Según el último censo realizado en Brasil durante el 2022, en São Gabriel viven más de 50 mil habitantes, y 48 mil son indígenas de 23 etnias diversas: banivas, curripacos, barés, yanomamis y un largo etcétera. El corazón comercial, unas pocas calles con tiendas que se disputan la clientela una junto a la otra, prospera en la parte alta; y no se ven locales donde vendan oro, pues la ciudad es solo un lugar de paso hacia el enorme mercado brasileño. Abajo, sobre la orilla, una fila de casas y establecimientos mira hacia una playa vacía. Es el lugar más atractivo de la ciudad, pero no recibe mayor atención. Al frente, ancho y proceloso, el río Negro se alborota entre cascadas que nombran a este puerto: las cachoeiras.

El resto del área urbana y más allá pertenece a la jurisdicción militar. Casi toda São Gabriel está bajo su control y los soldados abundan en los cafés, en las panaderías, en los hoteles. El predominio viene desde la dictadura que vivió el país desde 1964 hasta 1985, cuando en 1968 esta zona fronteriza fue declarada área de seguridad nacional. Aún así fluye lo ilícito: la legislación brasileña prohíbe explotar oro en áreas indígenas o reservas naturales, pero la ciudad es un eslabón clave en el tráfico.
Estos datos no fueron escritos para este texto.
impl BulkEvaluationFile {
    /// Parse a bulk file. Model entries without a valid task are skipped and
    /// returned; the other entries of the file still count.
    pub fn parse(raw: &str, path: &Path) -> Result<(Self, Vec<LandscapeError>), LandscapeError> {
        if raw.trim().is_empty() {
            return Ok((Self::default(), Vec::new()));
        }
        let parsed: RawBulkFile =
            serde_yaml::from_str(raw).map_err(|e| LandscapeError::malformed(path, e))?;
        let raw_entries = match parsed {
            RawBulkFile::Multi { models } => models,
            RawBulkFile::Single(entry) => vec![entry],
        };

        let mut models = Vec::with_capacity(raw_entries.len());
        let mut rejected = Vec::new();
        for entry in raw_entries {
            let task = match entry.task.as_deref() {
                Some(task) => TaskType::parse_in(task, path),
                None => Err(LandscapeError::SchemaMismatch {
                    path: path.to_path_buf(),
                    message: format!("model '{}' has no task", entry.model),
                }),
            };
            match task {
                Ok(task) => models.push(BulkModelEntry {
                    model: entry.model,
                    model_url: entry.model_url,
                    task,
                    results: entry.results,
                }),
                Err(e) => rejected.push(e),
            }
        }
        Ok((Self { models }, rejected))
    }

    pub fn is_empty(&self) -> bool {
        self.models.is_empty()
    }
}
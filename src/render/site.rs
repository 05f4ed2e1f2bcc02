use super::views::{ActorPageView, IndexView, LanguagePageView};
use anyhow::{anyhow, Result};
use handlebars::Handlebars;
use serde::Serialize;

const INDEX_TEMPLATE: &str = "index";
const LANGUAGE_TEMPLATE: &str = "language";
const ACTOR_TEMPLATE: &str = "actor";

/// Handlebars registry with the site templates compiled in.
///
/// Every `{{value}}` is HTML-escaped by the engine; only the pre-rendered
/// notes are inserted raw.
pub struct SiteRenderer {
    handlebars: Handlebars<'static>,
}

impl SiteRenderer {
    pub fn new() -> Result<Self> {
        let mut handlebars = Handlebars::new();
        handlebars.set_strict_mode(false);

        handlebars
            .register_partial("styles", include_str!("../../templates/styles.css"))
            .map_err(|e| anyhow!("Failed to register styles: {}", e))?;
        handlebars
            .register_partial("header", include_str!("../../templates/header.hbs"))
            .map_err(|e| anyhow!("Failed to register header: {}", e))?;

        for (name, source) in [
            (INDEX_TEMPLATE, include_str!("../../templates/index.hbs")),
            (LANGUAGE_TEMPLATE, include_str!("../../templates/language.hbs")),
            (ACTOR_TEMPLATE, include_str!("../../templates/actor.hbs")),
        ] {
            handlebars
                .register_template_string(name, source)
                .map_err(|e| anyhow!("Failed to compile template '{}': {}", name, e))?;
        }

        Ok(Self { handlebars })
    }

    fn render<T: Serialize>(&self, template: &str, view: &T) -> Result<String> {
        self.handlebars
            .render(template, view)
            .map_err(|e| anyhow!("Template render error in '{}': {}", template, e))
    }

    pub fn index(&self, view: &IndexView) -> Result<String> {
        self.render(INDEX_TEMPLATE, view)
    }

    pub fn language(&self, view: &LanguagePageView) -> Result<String> {
        self.render(LANGUAGE_TEMPLATE, view)
    }

    pub fn actor(&self, view: &ActorPageView) -> Result<String> {
        self.render(ACTOR_TEMPLATE, view)
    }
}
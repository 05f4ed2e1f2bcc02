//! Focus-language registry: single source of truth for the languages under research.
//!
//! The built-in list is a singleton initialized with `OnceLock`. A project can
//! override it with `Research/focused_languages.yaml`, which has the shape
//! `{priority: [iso...], extended: [iso...]}` (a bare list means all priority).

use anyhow::{bail, Context, Result};
use serde::{Deserialize, Serialize};
use std::path::Path;
use std::sync::OnceLock;
use tracing::warn;

/// Grouping tier of a focus language.
#[derive(Debug, Clone, Copy, PartialEq, Eq, PartialOrd, Ord, Hash, Serialize, Deserialize)]
#[serde(rename_all = "lowercase")]
pub enum Tier {
    Priority,
    Extended,
}

impl Tier {
    pub fn label(&self) -> &'static str {
        match self {
            Tier::Priority => "Priority",
            Tier::Extended => "Extended",
        }
    }
}

/// A tracked language.
#[derive(Debug, Clone, PartialEq, Eq)]
pub struct LanguageConfig {
    /// ISO 639-3 language code (e.g., "hau", "wol")
    pub code: String,

    /// English display name (e.g., "Hausa")
    pub name: String,

    pub tier: Tier,
}

/// Registry of tracked languages, in file order.
#[derive(Debug, Clone)]
pub struct LanguageRegistry {
    languages: Vec<LanguageConfig>,
}

static BUILTIN: OnceLock<LanguageRegistry> = OnceLock::new();

#[derive(Debug, Deserialize)]
#[serde(untagged)]
enum FocusFile {
    Tiered {
        #[serde(default)]
        priority: Vec<String>,
        #[serde(default)]
        extended: Vec<String>,
    },
    Flat(Vec<String>),
}

impl LanguageRegistry {
    /// Get the built-in registry instance.
    pub fn builtin() -> &'static LanguageRegistry {
        BUILTIN.get_or_init(|| LanguageRegistry {
            languages: default_languages(),
        })
    }

    /// Load the registry from a focus-language file.
    ///
    /// A missing file falls back to the built-in list. Codes that are not
    /// well-formed ISO 639-3 are rejected so that they never become directory names.
    pub fn load(path: &Path) -> Result<Self> {
        if !path.exists() {
            warn!(
                "{} not found, using built-in focus languages",
                path.display()
            );
            return Ok(Self::builtin().clone());
        }

        let raw = std::fs::read_to_string(path)
            .with_context(|| format!("Failed to read {}", path.display()))?;
        Self::from_yaml(&raw).with_context(|| format!("Invalid focus file {}", path.display()))
    }

    pub fn from_yaml(raw: &str) -> Result<Self> {
        let file: FocusFile = serde_yaml::from_str(raw).context("Failed to parse focus languages")?;
        let (priority, extended) = match file {
            FocusFile::Tiered { priority, extended } => (priority, extended),
            FocusFile::Flat(codes) => (codes, Vec::new()),
        };

        let mut languages: Vec<LanguageConfig> = Vec::new();
        let tagged = priority
            .into_iter()
            .map(|c| (c, Tier::Priority))
            .chain(extended.into_iter().map(|c| (c, Tier::Extended)));

        for (code, tier) in tagged {
            let code = code.trim().to_lowercase();
            if !is_valid_iso_639_3(&code) {
                bail!("'{}' is not an ISO 639-3 code", code);
            }
            if languages.iter().any(|l| l.code == code) {
                warn!("Duplicate focus language '{}' ignored", code);
                continue;
            }
            let name = Self::builtin()
                .get_by_code(&code)
                .map(|l| l.name.clone())
                .unwrap_or_else(|| code.clone());
            languages.push(LanguageConfig { code, name, tier });
        }

        Ok(Self { languages })
    }

    pub fn from_languages(languages: Vec<LanguageConfig>) -> Self {
        Self { languages }
    }

    pub fn get_by_code(&self, code: &str) -> Option<&LanguageConfig> {
        self.languages.iter().find(|lang| lang.code == code)
    }

    pub fn contains(&self, code: &str) -> bool {
        self.get_by_code(code).is_some()
    }

    pub fn list_all(&self) -> &[LanguageConfig] {
        &self.languages
    }

    pub fn by_tier(&self, tier: Tier) -> Vec<&LanguageConfig> {
        self.languages.iter().filter(|lang| lang.tier == tier).collect()
    }

    pub fn tier_of(&self, code: &str) -> Option<Tier> {
        self.get_by_code(code).map(|lang| lang.tier)
    }

    pub fn codes(&self) -> Vec<&str> {
        self.languages.iter().map(|lang| lang.code.as_str()).collect()
    }

    pub fn len(&self) -> usize {
        self.languages.len()
    }

    pub fn is_empty(&self) -> bool {
        self.languages.is_empty()
    }
}

/// Check that a code is three lowercase ASCII letters.
pub fn is_valid_iso_639_3(code: &str) -> bool {
    code.len() == 3 && code.bytes().all(|b| b.is_ascii_lowercase())
}

fn lang(code: &str, name: &str, tier: Tier) -> LanguageConfig {
    LanguageConfig {
        code: code.to_string(),
        name: name.to_string(),
        tier,
    }
}

/// Default focus languages for the West and Central Africa region.
fn default_languages() -> Vec<LanguageConfig> {
    use Tier::{Extended, Priority};
    vec![
        lang("hau", "Hausa", Priority),
        lang("yor", "Yoruba", Priority),
        lang("ibo", "Igbo", Priority),
        lang("wol", "Wolof", Priority),
        lang("fuc", "Pulaar", Priority),
        lang("bam", "Bambara", Priority),
        lang("twi", "Twi", Priority),
        lang("ewe", "Ewe", Priority),
        lang("fon", "Fon", Priority),
        lang("lin", "Lingala", Priority),
        lang("aka", "Akan", Extended),
        lang("gaa", "Ga", Extended),
        lang("dyu", "Dyula", Extended),
        lang("fuf", "Pular", Extended),
        lang("mos", "Mooré", Extended),
        lang("sus", "Susu", Extended),
        lang("kri", "Krio", Extended),
        lang("sag", "Sango", Extended),
    ]
}
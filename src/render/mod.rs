//! Static site renderer.
//!
//! Reads the current YAML state and writes `output/index.html`,
//! `output/lang/{iso}.html` and `output/actor/{id}.html`. Output depends only
//! on the files on disk and the timestamp passed in, so re-running without
//! changes reproduces the same bytes.
//!
//! A language whose files cannot be read gets no page; the index still
//! lists it, unlinked, and the run report names the file.

pub mod format;
pub mod markdown;
mod site;
pub mod views;

pub use site::SiteRenderer;

use crate::actors::{report_actors, ActorRegistry};
use crate::config::Config;
use crate::evaluations::tracked_languages;
use crate::languages::LanguageRegistry;
use crate::records::{SourceCatalog, WcaLanguageList};
use crate::report::RunReport;
use crate::store::{self, LanguageData};
use anyhow::{Context, Result};
use chrono::{DateTime, Utc};
use tracing::{info, warn};
use views::SiteData;

/// Timestamp format printed on every page.
pub const TIMESTAMP_FORMAT: &str = "%Y-%m-%d %H:%M UTC";

fn load_wca_list(config: &Config, report: &mut RunReport) -> WcaLanguageList {
    match store::load_yaml::<WcaLanguageList>(&config.wca_languages_path()) {
        Ok(Some(list)) => list,
        Ok(None) => {
            warn!("No regional language list yet; run fetch first");
            WcaLanguageList::default()
        }
        Err(e) => {
            report.failed("wca_all_languages", &e);
            WcaLanguageList::default()
        }
    }
}

fn load_sources(config: &Config, report: &mut RunReport) -> SourceCatalog {
    match SourceCatalog::load(&config.sources_path()) {
        Ok((catalog, skipped)) => {
            for problem in &skipped {
                report.partial("sources", problem);
            }
            catalog
        }
        Err(e) => {
            report.failed("sources", &e);
            SourceCatalog::default()
        }
    }
}

fn record_language(data: &LanguageData, report: &mut RunReport) {
    if data.is_failed() {
        for problem in &data.problems {
            report.failed(&data.iso, problem);
        }
    } else if data.info.is_none() {
        report.partial(&data.iso, "no info.yaml, rendered with placeholders");
    } else {
        for problem in &data.problems {
            report.partial(&data.iso, problem);
        }
    }
}

/// Regenerate the whole site.
pub fn render_site(
    config: &Config,
    registry: &LanguageRegistry,
    generated_at: DateTime<Utc>,
) -> Result<RunReport> {
    let mut report = RunReport::new("site");

    let languages: Vec<LanguageData> = tracked_languages(config, &registry.codes())
        .iter()
        .map(|iso| store::load_language(config, iso))
        .collect();
    let wca = load_wca_list(config, &mut report);
    let (actors, actor_problems) =
        ActorRegistry::load(&config.actors_dir()).context("Failed to read actor profiles")?;
    report_actors(&actors, &actor_problems, &mut report);
    let sources = load_sources(config, &mut report);

    let site = SiteData {
        config,
        registry,
        languages: &languages,
        wca: &wca,
        actors: &actors,
        sources: &sources,
        generated_at: generated_at.format(TIMESTAMP_FORMAT).to_string(),
    };
    let renderer = SiteRenderer::new()?;
    let output_dir = config.output_dir();

    let index_html = renderer.index(&views::index(&site))?;
    store::write_text(&output_dir.join("index.html"), &index_html)
        .context("Failed to write the site index")?;

    let total = languages.len();
    for (i, data) in languages.iter().enumerate() {
        record_language(data, &mut report);
        if data.is_failed() {
            warn!("[{}/{}] {} ✗ not rendered", i + 1, total, data.iso);
            continue;
        }

        let path = output_dir.join("lang").join(format!("{}.html", data.iso));
        let written = renderer
            .language(&views::language_page(&site, data))
            .and_then(|html| store::write_text(&path, &html).map_err(Into::into));
        match written {
            Ok(()) => {
                info!("[{}/{}] {} ✓", i + 1, total, data.iso);
                report.complete(&data.iso);
            }
            Err(e) => {
                warn!("[{}/{}] {} ✗ {}", i + 1, total, data.iso, e);
                report.failed(&data.iso, e);
            }
        }
    }

    for actor in actors.actors() {
        let path = output_dir.join("actor").join(format!("{}.html", actor.id));
        let written = renderer
            .actor(&views::actor_page(&site, actor))
            .and_then(|html| store::write_text(&path, &html).map_err(Into::into));
        if let Err(e) = written {
            report.failed(&format!("actor {}", actor.id), e);
        }
    }

    info!(
        "Site written to {} ({} language pages, {} actor pages)",
        output_dir.display(),
        languages.iter().filter(|l| !l.is_failed()).count(),
        actors.len()
    );
    Ok(report)
}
En 2023 un juez del municipio le pidió al Ministerio de Justicia abrir con urgencia una comisaría de la Policía Federal. Según dijo, la ubicación de la ciudad en el corredor que viene de Colombia y Venezuela la vuelve estratégica para el trasiego ilegal. Por aquí entra el oro que viaja hasta Itaituba, donde el metal de origen ilegal entra a la economía en torrente.
São Gabriel es un escampadero: una playa donde se refugian los migrantes desfavorecidos antes de buscarse la vida tierra adentro. La venta de gasolina y la economía informal, que prospera en ventorrillos sobre los andenes, apenas disimulan la precariedad, y debe ser común la desesperanza cuando los suicidios entre los jóvenes indígenas se han convertido en un problema de salud pública. 

Otro vínculo que conecta a este lugar con San Carlos de Río Negro.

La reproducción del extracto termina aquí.